Accordingly, the joint judgment concluded (at [56]) that the trial judge had been correct to stay the proceeding because MCI had commenced the proceeding with the predominant purpose of generating income from the proceeding itself, and not with the predominant purpose of seeking compensation for any wrong done to it, or for assisting the group members by acting as lead plaintiff. Therefore, the proceeding had not been commenced for the purpose for which class actions were designed but to gain a collateral advantage and so was an abuse of process.
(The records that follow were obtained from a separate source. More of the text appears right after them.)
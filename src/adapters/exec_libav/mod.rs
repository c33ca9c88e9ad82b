//! FFmpeg engine adapter using libav bindings
//!
//! Implements the media engine port on top of `ffmpeg-next`. The workspace is a
//! directory that receives produced outputs; ingested inputs are registered by
//! name and read in place, so large sources are never copied.

use std::collections::HashMap;
use std::path::{Path, PathBuf};

use async_trait::async_trait;
use ffmpeg_next as ffmpeg;
use parking_lot::Mutex;
use tempfile::TempDir;
use tracing::{debug, info, warn};

use crate::domain::model::*;
use crate::error::{SplitXError, SplitXResult};
use crate::ports::*;

/// FFmpeg stream-copy engine with an on-disk workspace
pub struct LibavEngineAdapter {
    workspace: PathBuf,
    // Keeps a temporary workspace alive for the adapter's lifetime.
    _temp_dir: Option<TempDir>,
    inputs: Mutex<HashMap<String, PathBuf>>,
}

impl LibavEngineAdapter {
    /// Create an engine with a fresh temporary workspace
    pub fn new() -> SplitXResult<Self> {
        crate::init()?;
        let temp_dir = tempfile::Builder::new().prefix("splitx-").tempdir()?;
        let workspace = temp_dir.path().to_path_buf();
        debug!(workspace = %workspace.display(), "Created temporary engine workspace");
        Ok(Self {
            workspace,
            _temp_dir: Some(temp_dir),
            inputs: Mutex::new(HashMap::new()),
        })
    }

    /// Create an engine using an existing directory as its workspace
    pub fn with_workspace(dir: impl AsRef<Path>) -> SplitXResult<Self> {
        crate::init()?;
        let workspace = dir.as_ref().to_path_buf();
        std::fs::create_dir_all(&workspace)?;
        Ok(Self {
            workspace,
            _temp_dir: None,
            inputs: Mutex::new(HashMap::new()),
        })
    }

    pub fn workspace(&self) -> &Path {
        &self.workspace
    }

    /// Map a bare workspace name to its path
    fn output_path(&self, name: &str) -> SplitXResult<PathBuf> {
        let candidate = Path::new(name);
        match candidate.file_name() {
            Some(file) if file == candidate.as_os_str() => Ok(self.workspace.join(file)),
            _ => Err(SplitXError::WorkspaceEntryMissing {
                name: name.to_string(),
            }),
        }
    }

    fn input_path(&self, name: &str) -> SplitXResult<PathBuf> {
        self.inputs
            .lock()
            .get(name)
            .cloned()
            .ok_or_else(|| SplitXError::WorkspaceEntryMissing {
                name: name.to_string(),
            })
    }

    fn missing_as_workspace_error(name: &str, error: std::io::Error) -> SplitXError {
        if error.kind() == std::io::ErrorKind::NotFound {
            SplitXError::WorkspaceEntryMissing {
                name: name.to_string(),
            }
        } else {
            SplitXError::IoError(error)
        }
    }
}

/// Read the container duration in seconds
fn probe_container_duration(path: &Path) -> SplitXResult<f64> {
    let ictx = ffmpeg::format::input(&path).map_err(|e| SplitXError::ProbeError {
        message: format!("Failed to open {}: {}", path.display(), e),
    })?;
    let duration = ictx.duration();
    if duration <= 0 {
        return Err(SplitXError::ProbeError {
            message: format!("{} has no usable duration", path.display()),
        });
    }
    Ok(duration as f64 / ffmpeg::ffi::AV_TIME_BASE as f64)
}

/// Container start time in seconds, 0 when the demuxer does not report one
///
/// MPEG-TS inputs typically start around 1.4s; segment times are relative to it.
fn container_start_seconds(ictx: &ffmpeg::format::context::Input) -> f64 {
    // SAFETY: the context pointer stays valid while `ictx` is borrowed.
    let start_time = unsafe { (*ictx.as_ptr()).start_time };
    if start_time == i64::MIN {
        // AV_NOPTS_VALUE
        0.0
    } else {
        start_time as f64 / ffmpeg::ffi::AV_TIME_BASE as f64
    }
}

/// Zero out the codec tag so the output muxer picks one valid for its container
fn reset_codec_tag(out_stream: &mut ffmpeg::format::stream::StreamMut) {
    // SAFETY: the stream pointer is valid for the lifetime of `out_stream` and
    // `codecpar` was populated by `set_parameters`.
    unsafe {
        (*(*out_stream.as_mut_ptr()).codecpar).codec_tag = 0;
    }
}

/// Lossless cut: seek to the keyframe at or before `from`, copy packets until `to`
fn stream_copy(input: &Path, output: &Path, from: f64, to: f64) -> SplitXResult<()> {
    let mut ictx = ffmpeg::format::input(&input)?;
    let mut octx = ffmpeg::format::output(&output)?;

    let stream_count = ictx.nb_streams() as usize;
    let mut stream_mapping: Vec<Option<usize>> = vec![None; stream_count];
    let mut next_index = 0;
    for (ist_index, ist) in ictx.streams().enumerate() {
        let medium = ist.parameters().medium();
        if medium != ffmpeg::media::Type::Video
            && medium != ffmpeg::media::Type::Audio
            && medium != ffmpeg::media::Type::Subtitle
        {
            continue;
        }
        let mut ost = octx.add_stream(ffmpeg::encoder::find(ffmpeg::codec::Id::None))?;
        ost.set_parameters(ist.parameters());
        reset_codec_tag(&mut ost);
        stream_mapping[ist_index] = Some(next_index);
        next_index += 1;
    }

    if next_index == 0 {
        return Err(SplitXError::ClippingError {
            message: format!("{} has no audio, video or subtitle streams", input.display()),
        });
    }

    octx.set_metadata(ictx.metadata().to_owned());
    let mut opts = ffmpeg::Dictionary::new();
    // Packets before `from` (back to the keyframe) get negative timestamps.
    opts.set("avoid_negative_ts", "make_zero");
    octx.write_header_with(opts)?;

    let out_time_bases: Vec<ffmpeg::Rational> = octx.streams().map(|s| s.time_base()).collect();

    let start = container_start_seconds(&ictx);
    let (from_abs, to_abs) = (from + start, to + start);
    if from > 0.0 {
        let seek_ts = (from_abs * ffmpeg::ffi::AV_TIME_BASE as f64) as i64;
        ictx.seek(seek_ts, ..seek_ts)?;
    }

    let mut finished = vec![false; stream_count];
    let mut remaining = next_index;
    let mut written: u64 = 0;

    for (stream, mut packet) in ictx.packets() {
        let ist_index = stream.index();
        let Some(ost_index) = stream_mapping.get(ist_index).copied().flatten() else {
            continue;
        };
        if finished[ist_index] {
            continue;
        }

        let in_time_base = stream.time_base();
        let seconds_per_tick = f64::from(in_time_base);
        // Decode order: B-frames shown before an anchor past `to` still follow it.
        if let Some(ts) = packet.dts().or(packet.pts()) {
            if ts as f64 * seconds_per_tick >= to_abs {
                finished[ist_index] = true;
                remaining -= 1;
                if remaining == 0 {
                    break;
                }
                continue;
            }
        }

        let offset = (from_abs / seconds_per_tick) as i64;
        packet.set_pts(packet.pts().map(|pts| pts - offset));
        packet.set_dts(packet.dts().map(|dts| dts - offset));
        packet.rescale_ts(in_time_base, out_time_bases[ost_index]);
        packet.set_position(-1);
        packet.set_stream(ost_index);
        packet.write_interleaved(&mut octx)?;
        written += 1;
    }

    if written == 0 {
        return Err(SplitXError::ClippingError {
            message: format!("No packets between {:.3}s and {:.3}s", from, to),
        });
    }

    octx.write_trailer()?;
    debug!(packets = written, start, "Stream copy finished");
    Ok(())
}

#[async_trait]
impl MediaEnginePort for LibavEngineAdapter {
    async fn write_input(&self, name: &str, source: &Path) -> SplitXResult<()> {
        let metadata = tokio::fs::metadata(source)
            .await
            .map_err(|_| SplitXError::InputFileNotFound {
                path: source.display().to_string(),
            })?;
        if !metadata.is_file() {
            return Err(SplitXError::InputFileNotFound {
                path: source.display().to_string(),
            });
        }

        self.inputs
            .lock()
            .insert(name.to_string(), source.to_path_buf());
        debug!(name, source = %source.display(), size = metadata.len(), "Registered input");
        Ok(())
    }

    async fn probe_duration(&self, name: &str) -> SplitXResult<f64> {
        let path = self.input_path(name)?;
        let duration = tokio::task::spawn_blocking(move || probe_container_duration(&path))
            .await
            .map_err(|e| SplitXError::TaskError {
                message: e.to_string(),
            })??;
        debug!(name, duration, "Probed duration");
        Ok(duration)
    }

    async fn cut(&self, request: &CutRequest) -> SplitXResult<()> {
        let input = self.input_path(&request.input_name)?;
        let output = self.output_path(&request.output_name)?;
        let (from, to) = (request.from_seconds, request.to_seconds);
        if !(from < to) {
            return Err(SplitXError::ClippingError {
                message: format!("Empty range {:.3}s - {:.3}s", from, to),
            });
        }

        info!(
            input = %request.input_name,
            output = %request.output_name,
            from,
            to,
            "Cutting with stream copy"
        );

        let target = output.clone();
        let result = tokio::task::spawn_blocking(move || stream_copy(&input, &target, from, to))
            .await
            .map_err(|e| SplitXError::TaskError {
                message: e.to_string(),
            })
            .and_then(|inner| inner);

        if let Err(e) = &result {
            if output.exists() {
                if let Err(remove_err) = tokio::fs::remove_file(&output).await {
                    warn!(output = %output.display(), error = %remove_err, "Failed to remove partial output");
                }
            }
            warn!(output = %request.output_name, error = %e, "Stream copy failed");
        }
        result
    }

    async fn read_output(&self, name: &str) -> SplitXResult<Vec<u8>> {
        let path = self.output_path(name)?;
        tokio::fs::read(&path)
            .await
            .map_err(|e| Self::missing_as_workspace_error(name, e))
    }

    async fn remove_output(&self, name: &str) -> SplitXResult<()> {
        let path = self.output_path(name)?;
        tokio::fs::remove_file(&path)
            .await
            .map_err(|e| Self::missing_as_workspace_error(name, e))?;
        debug!(name, "Removed output");
        Ok(())
    }

    async fn remove_input(&self, name: &str) -> SplitXResult<()> {
        match self.inputs.lock().remove(name) {
            Some(_) => Ok(()),
            None => Err(SplitXError::WorkspaceEntryMissing {
                name: name.to_string(),
            }),
        }
    }
}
Additional observations by Whelan JA

Although Whelan JA agreed with the joint judgment, his Honour made a number of additional observations (at [59]-[75]). These included, in substance, the following:

  • What MCI was doing was an abuse of process not only because of the purpose for which MCI had instituted and was maintaining the proceeding, as the joint judgment had explained, but because of the circumstances in which the claim which it had sought to maintain had arisen.
  • Those circumstances were that MCI had bought small shareholdings in a large number of companies with a view to its suffering a loss i.e. a reduction in share price of its small shareholdings as a result of non-disclosure, so that it might bring a representative action.
  • The loss was sought out by MCI by calculated and deliberate steps and MCI’s business model depended upon its suffering such losses. MCI had actively sought out the loss it claimed to have suffered because its objective was to make profits, as a professional litigant and as a professional ‘loss sufferer’. It wanted to suffer a loss because, under its business model, the opportunity to make a profit was assessed as being more valuable than the apparent losses sustained and the costs likely to be incurred. That opportunity to make a profit arose as follows:
    • MCI, as lead plaintiff, had the opportunity to obtain an order under s 33V and/or s 33ZF of the SCA;
    • Mr Elliott, or a firm with whom he had a relevant arrangement, had the opportunity to earn legal fees; and
    • BSLLP had the opportunity to enter into a litigation funding agreement with MCI and earn profits under such an agreement.
  • Thus, MCI had manufactured or engineered a claim which it could then use as a platform for the purpose of bringing a class action as lead plaintiff and had done so because it sought the opportunity for itself and those associated with it to profit from the legal proceedings.
  • While MCI, Mr Elliott and BSLLP could only obtain the benefits they sought through court sanction and court orders, they were seeking to put themselves in a position of unique advantage – to be in a position where they could exert considerable control over the litigation. For example, it seemed that the litigation funding arrangements were to be negotiated between two bodies each of which were controlled by Mr Elliott. While the Court might eventually be in a position to address these circumstances, the relevant issue was whether they should be permitted to arise at all.
  • The courts should not countenance the commencement or maintenance of a claim that a party has actively sought out and deliberately manufactured or engineered so as to profit from the process of litigation.